In the face of frustration and emotional upset, kids react. Emotions take over and determine what they say and do—and how loudly and obtrusively they do it. Contrary to how it may seem, they’re not being a bad child (their behavior is undesirable, but the kids themselves aren’t bad). Kids react emotionally in a situation that they don’t like because they haven’t learned how to self-regulate. They haven’t learned how to respond.
Adults do have the capacity to respond. A reaction is a knee-jerk action or speech that comes from strong emotions. A response, in contrast, comes from rational thinking.
Even if you’ve been reacting to negative parenting situations by becoming quickly angry, yelling, threatening, or punishing, you can learn to respond to your kids and reduce parenting issues. Parenting without yelling encourages kids to listen to you and helps show them how to respond rather than react.
It’s also helpful to remember the other important principle: think beyond punishing. In handling problems, a parent is more successful and creates long-term harmony not by punishing but by shaping behavior and helping kids react rather than respond. Punishing teaches kids that it’s undesirable to be caught doing something wrong. Instead, think in terms of parenting discipline. To discipline is to teach, which involves shaping and using natural consequences. These teach right from wrong and good choice-making.
Responding and shaping through discipline helps your kids’ healthy development. It’s a process that occurs from birth until they leave the nest and even beyond that. You can also respond in the immediate moment, during an issue, to help stop it now while you still parent your kids for the big picture.

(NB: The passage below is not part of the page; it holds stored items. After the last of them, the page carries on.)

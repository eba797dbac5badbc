//! # Multi-core coordinator
//!
//! Grounded on `MultiCoreRealtimeKernel` (`include/urtsched/MultiCoreRealtimeKernel.hpp`,
//! `src/MultiCoreRealtimeKernel.cpp`): owns one [`Scheduler`] per core, reserves
//! cores either via cgroups or by assuming an external `taskset`/`isolcpus`
//! placement, spawns a thread per non-primary core, and runs the primary
//! core's scheduler on the calling thread.

use std::fs;
use std::path::Path;
use std::sync::Arc;
use std::time::Duration;

use tracing::{info, warn};

use crate::clock::Clock;
use crate::error::{Result, SchedError};
use crate::scheduler::Scheduler;

/// How the coordinator ensures its threads actually land on the cores it
/// assigns them to.
#[derive(Debug, Clone, Copy, PartialEq, Eq)]
pub enum CoreReservation {
    /// Assume some other mechanism (`isolcpus=`, an external `taskset`
    /// invocation) already placed this process correctly.
    None,
    /// Same assumption as `None`, but logs a reminder to run `taskset`.
    Taskset,
    /// Create and populate a dedicated cpuset under
    /// `/sys/fs/cgroup/cpuset/urtsched` before spawning any threads.
    Cgroups,
}

const CPUSET_PATH: &str = "/sys/fs/cgroup/cpuset/urtsched";

fn echo(value: &str, path: &str) -> Result<()> {
    info!(value, path, "writing cgroups setting");
    fs::write(path, format!("{value}\n")).map_err(|source| SchedError::Cgroups {
        path: path.to_string(),
        source,
    })
}

/// Owns one [`Scheduler`] per core and drives them all to completion.
pub struct MultiCoreCoordinator {
    clock: Arc<dyn Clock>,
    reserve_cores: CoreReservation,
    schedulers: Vec<Scheduler>,
}

impl MultiCoreCoordinator {
    pub fn new(clock: Arc<dyn Clock>, reserve_cores: CoreReservation) -> Self {
        Self {
            clock,
            reserve_cores,
            schedulers: Vec::new(),
        }
    }

    /// Add one more core's worth of scheduler, named `core-<n>` to match
    /// the source's naming.
    pub fn add_core(&mut self) -> &mut Scheduler {
        let index = self.schedulers.len();
        self.schedulers
            .push(Scheduler::new(format!("core-{index}"), Arc::clone(&self.clock)));
        self.schedulers.last_mut().expect("just pushed")
    }

    pub fn core_count(&self) -> usize {
        self.schedulers.len()
    }

    /// Status JSON for every core, keyed by scheduler name. Grounded on
    /// `ServiceBus`'s status aggregation (`src/ServiceBus.cpp`).
    pub fn status_json(&self) -> String {
        let entries: Vec<String> = self
            .schedulers
            .iter()
            .map(|s| format!("\"{}\":{}", s.name(), s.status_json()))
            .collect();
        format!("{{{}}}", entries.join(","))
    }

    fn reserve_cores_using_cgroups(&self) -> Result<()> {
        let path = Path::new(CPUSET_PATH);
        if !path.exists() {
            fs::create_dir_all(path).map_err(|source| SchedError::Cgroups {
                path: CPUSET_PATH.to_string(),
                source,
            })?;
        } else {
            info!(path = CPUSET_PATH, "cpuset already created");
        }

        let cpu_list = format!("0-{}", self.schedulers.len().saturating_sub(1));
        echo(&cpu_list, &format!("{CPUSET_PATH}/cpuset.cpus"))?;
        echo("1", &format!("{CPUSET_PATH}/cpuset.cpu_exclusive"))?;
        echo("0", &format!("{CPUSET_PATH}/cpuset.mems"))?;
        echo(&std::process::id().to_string(), &format!("{CPUSET_PATH}/tasks"))?;
        Ok(())
    }

    /// Reserve cores per `reserve_cores`, then run every scheduler: all
    /// but the first on their own thread, the first on the calling
    /// thread. Blocks until every scheduler's `run` returns.
    pub fn run(mut self, max_runtime: Option<Duration>) -> Result<()> {
        match self.reserve_cores {
            CoreReservation::Cgroups => self.reserve_cores_using_cgroups()?,
            CoreReservation::Taskset => {
                info!("assuming an external `taskset` invocation placed this process")
            }
            CoreReservation::None => {
                info!("assuming CPU reservation is managed some other way")
            }
        }

        assert!(!self.schedulers.is_empty(), "coordinator has no cores to run");

        let mut rest = self.schedulers.split_off(1);
        let mut primary = self.schedulers.remove(0);

        let mut handles = Vec::with_capacity(rest.len());
        for (offset, mut scheduler) in rest.drain(..).enumerate() {
            let core = offset + 1;
            handles.push(std::thread::spawn(move || {
                if let Err(err) = scheduler.set_sched_affinity(core) {
                    warn!(core, %err, "failed to bind scheduler thread to core, continuing unpinned");
                }
                scheduler.run(max_runtime)
            }));
        }

        if let Err(err) = primary.set_sched_affinity(0) {
            warn!(core = 0, %err, "failed to bind scheduler thread to core, continuing unpinned");
        }
        primary.run(max_runtime);

        for handle in handles {
            handle.join().expect("scheduler thread panicked");
        }
        Ok(())
    }
}
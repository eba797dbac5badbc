//! # Work queue facade
//!
//! Grounded on `Service::run_oneshot_idle_task` / `push_work_queue`
//! (`include/urtsched/Service.hpp`, `src/Service.cpp`): a way to hand a
//! scheduler a batch of one-shot closures that drain through a single
//! idle task, one per slack window, instead of each caller needing to
//! register its own idle task.

use std::collections::VecDeque;
use std::sync::Arc;

use parking_lot::Mutex;

use crate::scheduler::{IdleHandle, Scheduler};
use crate::task::TaskStatus;

/// A FIFO of one-shot jobs drained by a single idle task registered with
/// [`WorkQueue::attach`]. Cloning shares the same underlying queue — the
/// clone is how callers on other threads enqueue work for the scheduler
/// thread to run.
#[derive(Clone)]
pub struct WorkQueue {
    jobs: Arc<Mutex<VecDeque<Box<dyn FnOnce() + Send>>>>,
}

impl WorkQueue {
    pub fn new() -> Self {
        Self {
            jobs: Arc::new(Mutex::new(VecDeque::new())),
        }
    }

    /// Queue one job. Runs on the scheduler's thread, in FIFO order, one
    /// per idle-task dispatch.
    pub fn push(&self, job: impl FnOnce() + Send + 'static) {
        self.jobs.lock().push_back(Box::new(job));
    }

    pub fn len(&self) -> usize {
        self.jobs.lock().len()
    }

    pub fn is_empty(&self) -> bool {
        self.jobs.lock().is_empty()
    }

    /// Register an idle task on `scheduler` that pops and runs one job
    /// per dispatch. Matches the source's one-job-per-call draining: a
    /// burst of queued work drains over several slack windows rather than
    /// all at once, so it cannot itself become the overrun it guards
    /// against.
    pub fn attach(&self, scheduler: &mut Scheduler, name: impl Into<String>) -> IdleHandle {
        let jobs = Arc::clone(&self.jobs);
        scheduler.add_idle_task(
            name,
            Box::new(move |_ctx| {
                let job = jobs.lock().pop_front();
                match job {
                    Some(job) => {
                        job();
                        TaskStatus::Ok
                    }
                    None => TaskStatus::Yield,
                }
            }),
        )
    }
}

impl Default for WorkQueue {
    fn default() -> Self {
        Self::new()
    }
}

#[cfg(test)]
mod tests {
    use super::*;
    use crate::clock::SimulatedClock;
    use std::sync::atomic::{AtomicUsize, Ordering};

    #[test]
    fn attached_idle_task_drains_one_job_per_step() {
        let clock = Arc::new(SimulatedClock::new());
        let mut scheduler = Scheduler::new("test", clock);
        let queue = WorkQueue::new();

        let counter = Arc::new(AtomicUsize::new(0));
        for _ in 0..3 {
            let c = counter.clone();
            queue.push(move || {
                c.fetch_add(1, Ordering::SeqCst);
            });
        }
        queue.attach(&mut scheduler, "work");

        assert_eq!(queue.len(), 3);
        scheduler.step();
        assert_eq!(counter.load(Ordering::SeqCst), 1);
        assert_eq!(queue.len(), 2);

        scheduler.step();
        scheduler.step();
        assert_eq!(counter.load(Ordering::SeqCst), 3);
        assert!(queue.is_empty());
    }

    #[test]
    fn empty_queue_yields_without_panicking() {
        let clock = Arc::new(SimulatedClock::new());
        let mut scheduler = Scheduler::new("test", clock);
        let queue = WorkQueue::new();
        queue.attach(&mut scheduler, "work");
        scheduler.step();
    }
}
//! # Task record
//!
//! Grounded on the source's `BaseTask` / `PeriodicTask` / `IdleTask`
//! hierarchy (`include/urtsched/BaseTask.hpp`, `PeriodicTask.hpp`,
//! `IdleTask.hpp`). Rather than an inheritance chain, every task — periodic
//! or idle — is one [`Task`] record; `periodic` is `Some(..)` only for
//! periodic tasks and carries the fields the idle path never touches.

use std::cell::Cell;
use std::sync::Arc;

use tracing::error;

use crate::clock::Clock;
use crate::config::{MAX_ALLOWED_TASK_TIME_US, OVERRUN_DAMPING_FACTOR, WARMUP_COUNT};

/// Whether a periodic task busy-waits to its exact deadline (`Hard`) or
/// runs best-effort once slack has been consumed (`Soft`). Idle tasks are
/// always `Soft` — they never appear in a cohort and never busy-wait.
#[derive(Debug, Clone, Copy, PartialEq, Eq)]
pub enum TaskKind {
    HardRealtime,
    SoftRealtime,
}

/// Outcome of one callback invocation.
#[derive(Debug, Clone, Copy, PartialEq, Eq)]
pub enum TaskStatus {
    /// The callback completed a useful unit of work.
    Ok,
    /// The callback voluntarily gave up without completing; statistics
    /// beyond `total_time_us` are not updated for this invocation.
    Yield,
}

/// The view a running callback gets of its own task record. Lets a
/// one-shot task (see [`crate::workqueue`]) disable itself from inside its
/// own body without holding a back-pointer into the scheduler.
pub struct TaskContext<'a> {
    name: &'a str,
    enabled: &'a Cell<bool>,
}

impl<'a> TaskContext<'a> {
    pub fn name(&self) -> &str {
        self.name
    }

    pub fn disable(&self) {
        self.enabled.set(false);
    }

    pub fn is_enabled(&self) -> bool {
        self.enabled.get()
    }
}

pub type Callback = Box<dyn FnMut(&TaskContext) -> TaskStatus + Send>;

/// Running statistics for one task, updated exclusively by [`Task::run`].
#[derive(Debug, Clone, Copy, Default)]
pub struct TaskStats {
    pub num_calls: u64,
    pub num_ok_calls: u64,
    /// Accumulated in microseconds to avoid overflow over a long run.
    pub total_time_us: i64,
    pub max_time_ns: i64,
    pub warmup_max_time_ns: i64,
}

impl TaskStats {
    /// Average wall-clock time per call, in microseconds. Guards against
    /// `num_calls == 0` (open question in the source's design) by
    /// returning `0.0` rather than dividing by zero.
    pub fn average_time_us(&self) -> f64 {
        if self.num_calls == 0 {
            0.0
        } else {
            self.total_time_us as f64 / self.num_calls as f64
        }
    }
}

/// Fields that exist only for periodic tasks: the deadline clock and the
/// hard/soft dispatch kind. `snapshot_deadline_ns` is written once per
/// `step` by the scheduler's cohort-selection pass (§4.3) purely for
/// diagnostics — dispatch itself uses the live deadline.
pub(crate) struct PeriodicFields {
    pub kind: TaskKind,
    pub period_ns: Cell<i64>,
    pub deadline_ns: Cell<i64>,
    pub snapshot_deadline_ns: Cell<i64>,
}

pub struct Task {
    name: String,
    callback: Callback,
    clock: Arc<dyn Clock>,
    enabled: Cell<bool>,
    stats: TaskStats,
    pub(crate) periodic: Option<PeriodicFields>,
}

impl Task {
    pub(crate) fn new_periodic(
        name: impl Into<String>,
        kind: TaskKind,
        period_ns: i64,
        callback: Callback,
        clock: Arc<dyn Clock>,
    ) -> Self {
        let now = clock.now_ns();
        Task {
            name: name.into(),
            callback,
            clock,
            // Periodic tasks start disabled: the caller opts in explicitly.
            enabled: Cell::new(false),
            stats: TaskStats::default(),
            periodic: Some(PeriodicFields {
                kind,
                period_ns: Cell::new(period_ns),
                // Zero-remaining on construction: immediately eligible.
                deadline_ns: Cell::new(now),
                snapshot_deadline_ns: Cell::new(now),
            }),
        }
    }

    pub(crate) fn new_idle(name: impl Into<String>, callback: Callback, clock: Arc<dyn Clock>) -> Self {
        Task {
            name: name.into(),
            callback,
            clock,
            // Idle tasks start enabled.
            enabled: Cell::new(true),
            stats: TaskStats::default(),
            periodic: None,
        }
    }

    pub fn name(&self) -> &str {
        &self.name
    }

    pub fn is_enabled(&self) -> bool {
        self.enabled.get()
    }

    pub fn enable(&self) {
        self.enabled.set(true);
    }

    pub fn disable(&self) {
        self.enabled.set(false);
    }

    pub fn kind(&self) -> Option<TaskKind> {
        self.periodic.as_ref().map(|p| p.kind)
    }

    pub fn stats(&self) -> TaskStats {
        self.stats
    }

    pub fn set_period_ns(&self, period_ns: i64) {
        if let Some(p) = &self.periodic {
            p.period_ns.set(period_ns);
        }
    }

    /// Largest execution-time sample seen so far, post-warmup.
    pub fn max_time_ns(&self) -> i64 {
        self.stats.max_time_ns
    }

    pub fn warmup_max_time_ns(&self) -> i64 {
        self.stats.warmup_max_time_ns
    }

    /// The statistic cohort overlap actually reads. Falls back to the
    /// warm-up sample when no post-warmup sample has been recorded yet so
    /// a brand-new periodic task isn't invisible to overlap detection
    /// during its first few dispatches (resolves the source's open
    /// question on this point — see SPEC_FULL.md §3).
    pub fn effective_max_time_ns(&self) -> i64 {
        self.stats.max_time_ns.max(self.stats.warmup_max_time_ns)
    }

    /// Nanoseconds remaining until this periodic task's deadline. Negative
    /// once the deadline has passed. Idle tasks have no deadline and
    /// report `0`.
    pub fn time_left_until_deadline(&self) -> i64 {
        match &self.periodic {
            Some(p) => p.deadline_ns.get() - self.clock.now_ns(),
            None => 0,
        }
    }

    pub fn have_time_left_before_deadline(&self) -> bool {
        self.time_left_until_deadline() > 0
    }

    /// `true` iff `other`'s deadline falls inside this task's projected
    /// execution window — an asymmetric test; the cohort in
    /// [`crate::scheduler`] checks it in both directions.
    pub fn overlaps_with(&self, other: &Task) -> bool {
        let self_left = self.time_left_until_deadline();
        let other_left = other.time_left_until_deadline();
        let window_end = self_left + self.effective_max_time_ns();
        other_left >= self_left && other_left <= window_end
    }

    /// Busy-wait until this task's deadline elapses. Only valid for
    /// hard-realtime periodic tasks — the only suspension point in the
    /// whole scheduler (§5).
    pub fn wait_for_deadline(&self) {
        debug_assert!(matches!(
            self.periodic.as_ref().map(|p| p.kind),
            Some(TaskKind::HardRealtime)
        ));
        while self.have_time_left_before_deadline() {
            std::hint::spin_loop();
        }
    }

    /// Reset the deadline to `now + period` and run the callback. For
    /// hard-realtime tasks, asserts the deadline had already elapsed —
    /// callers are expected to have called `wait_for_deadline` first.
    pub fn run_elapsed(&mut self) -> TaskStatus {
        if let Some(p) = &self.periodic {
            if p.kind == TaskKind::HardRealtime {
                debug_assert!(!self.have_time_left_before_deadline());
            }
            let now = self.clock.now_ns();
            p.deadline_ns.set(now + p.period_ns.get());
        }
        self.run()
    }

    /// Invoke the callback once, measuring wall-clock duration and
    /// updating statistics per the overrun/warm-up rules in SPEC_FULL.md §3.
    pub fn run(&mut self) -> TaskStatus {
        self.stats.num_calls += 1;

        let ctx = TaskContext {
            name: &self.name,
            enabled: &self.enabled,
        };
        let start = self.clock.now_ns();
        let status = (self.callback)(&ctx);
        let end = self.clock.now_ns();
        debug_assert!(end >= start, "clock went backwards during task.run()");
        let mut took_ns = end - start;

        let took_us = took_ns / 1_000;
        if took_us > MAX_ALLOWED_TASK_TIME_US {
            error!(
                task = %self.name,
                took_us,
                avg_us = self.stats.average_time_us(),
                num_calls = self.stats.num_calls,
                num_ok_calls = self.stats.num_ok_calls,
                "task took too long"
            );
            // Lie a bit so this task remains schedulable despite the outlier.
            took_ns /= OVERRUN_DAMPING_FACTOR;
        }

        self.stats.total_time_us += took_ns / 1_000;

        if status == TaskStatus::Yield {
            return status;
        }

        self.stats.num_ok_calls += 1;

        if self.stats.num_calls <= WARMUP_COUNT {
            if took_ns > self.stats.warmup_max_time_ns {
                self.stats.warmup_max_time_ns = took_ns;
            }
        } else {
            let took_us_post = took_ns / 1_000;
            if took_us_post <= MAX_ALLOWED_TASK_TIME_US && took_ns > self.stats.max_time_ns {
                self.stats.max_time_ns = took_ns;
            }
        }

        status
    }

    pub(crate) fn snapshot_deadline(&self) {
        if let Some(p) = &self.periodic {
            p.snapshot_deadline_ns.set(p.deadline_ns.get());
        }
    }
}
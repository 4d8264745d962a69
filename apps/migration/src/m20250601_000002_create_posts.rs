use sea_orm_migration::prelude::*;

use crate::m20250601_000001_create_users::Users;

#[derive(DeriveMigrationName)]
pub struct Migration;

#[async_trait::async_trait]
impl MigrationTrait for Migration {
    async fn up(&self, manager: &SchemaManager) -> Result<(), DbErr> {
        manager
            .create_table(
                Table::create()
                    .table(Posts::Table)
                    .if_not_exists()
                    .col(
                        ColumnDef::new(Posts::Id)
                            .big_integer()
                            .not_null()
                            .auto_increment()
                            .primary_key(),
                    )
                    .col(ColumnDef::new(Posts::Title).string().not_null())
                    .col(ColumnDef::new(Posts::Content).text().not_null())
                    .col(ColumnDef::new(Posts::AuthorId).big_integer().not_null())
                    .col(
                        ColumnDef::new(Posts::CreatedAt)
                            .timestamp_with_time_zone()
                            .not_null()
                            .default(Expr::current_timestamp()),
                    )
                    .foreign_key(
                        ForeignKey::create()
                            .name("fk_posts_author")
                            .from(Posts::Table, Posts::AuthorId)
                            .to(Users::Table, Users::Id)
                            .on_update(ForeignKeyAction::Cascade)
                            .on_delete(ForeignKeyAction::Cascade),
                    )
                    .to_owned(),
            )
            .await
    }

    async fn down(&self, manager: &SchemaManager) -> Result<(), DbErr> {
        manager
            .drop_table(Table::drop().table(Posts::Table).to_owned())
            .await
    }
}

#[derive(DeriveIden)]
pub enum Posts {
    Table,
    Id,
    Title,
    Content,
    AuthorId,
    CreatedAt,
}
//! Like entity for SeaORM.

use sea_orm::entity::prelude::*;

#[derive(Clone, Debug, PartialEq, Eq, DeriveEntityModel)]
#[sea_orm(table_name = "likes")]
pub struct Model {
    #[sea_orm(primary_key)]
    pub id: i64,
    pub user_id: i64,
    pub post_id: i64,
    pub created_at: DateTimeWithTimeZone,
}

#[derive(Copy, Clone, Debug, EnumIter, DeriveRelation)]
pub enum Relation {
    #[sea_orm(
        belongs_to = "super::user::Entity",
        from = "Column::UserId",
        to = "super::user::Column::Id",
        on_update = "Cascade",
        on_delete = "Cascade"
    )]
    User,
    #[sea_orm(
        belongs_to = "super::post::Entity",
        from = "Column::PostId",
        to = "super::post::Column::Id",
        on_update = "Cascade",
        on_delete = "Cascade"
    )]
    Post,
}

impl Related<super::user::Entity> for Entity {
    fn to() -> RelationDef {
        Relation::User.def()
    }
}

impl Related<super::post::Entity> for Entity {
    fn to() -> RelationDef {
        Relation::Post.def()
    }
}

impl ActiveModelBehavior for ActiveModel {}

impl From<Model> for minigram_core::domain::Like {
    fn from(model: Model) -> Self {
        Self {
            id: model.id,
            user_id: model.user_id,
            post_id: model.post_id,
            created_at: model.created_at.into(),
        }
    }
}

Ways to Deal with Common Parenting Issues
While this may seem surprising, there are general principles to help you through most challenges your child of any age presents. To be sure, you wouldn’t handle a toddler’s tantrum the same way as a teenager’s coming home drunk; however, the underlying approaches and attitudes are the same.
Practice applying these principles when dealing with parenting issues to raise your children to have the character and behavior you want them to have:
- Make sure your rules are clear and simple.
- Be consistent in rules and consequences; inconsistency is confusing to kids, so they behave erratically.
- When your child is upset or has done something wrong, remain calm. Breathing deeply and slowly helps.
- Be objective, keeping your focus on the single issue at hand.
- Don’t ignore behavior you don’t want. Ignoring a tantrum or the teen who sneaked in drunk tells them that you’ll look the other way and allow the behavior. Be gently present, give them a safe, quiet place to reset, and then have a talk with them (adjust the length and complexity according to age).
- Help kids find and use words rather than acting on emotions with negative behaviors.
- Listen and support your kids and the problems they’re facing. Do you have a little one who’s afraid of monsters? Problem-solve with him and work with him as he develops a plan.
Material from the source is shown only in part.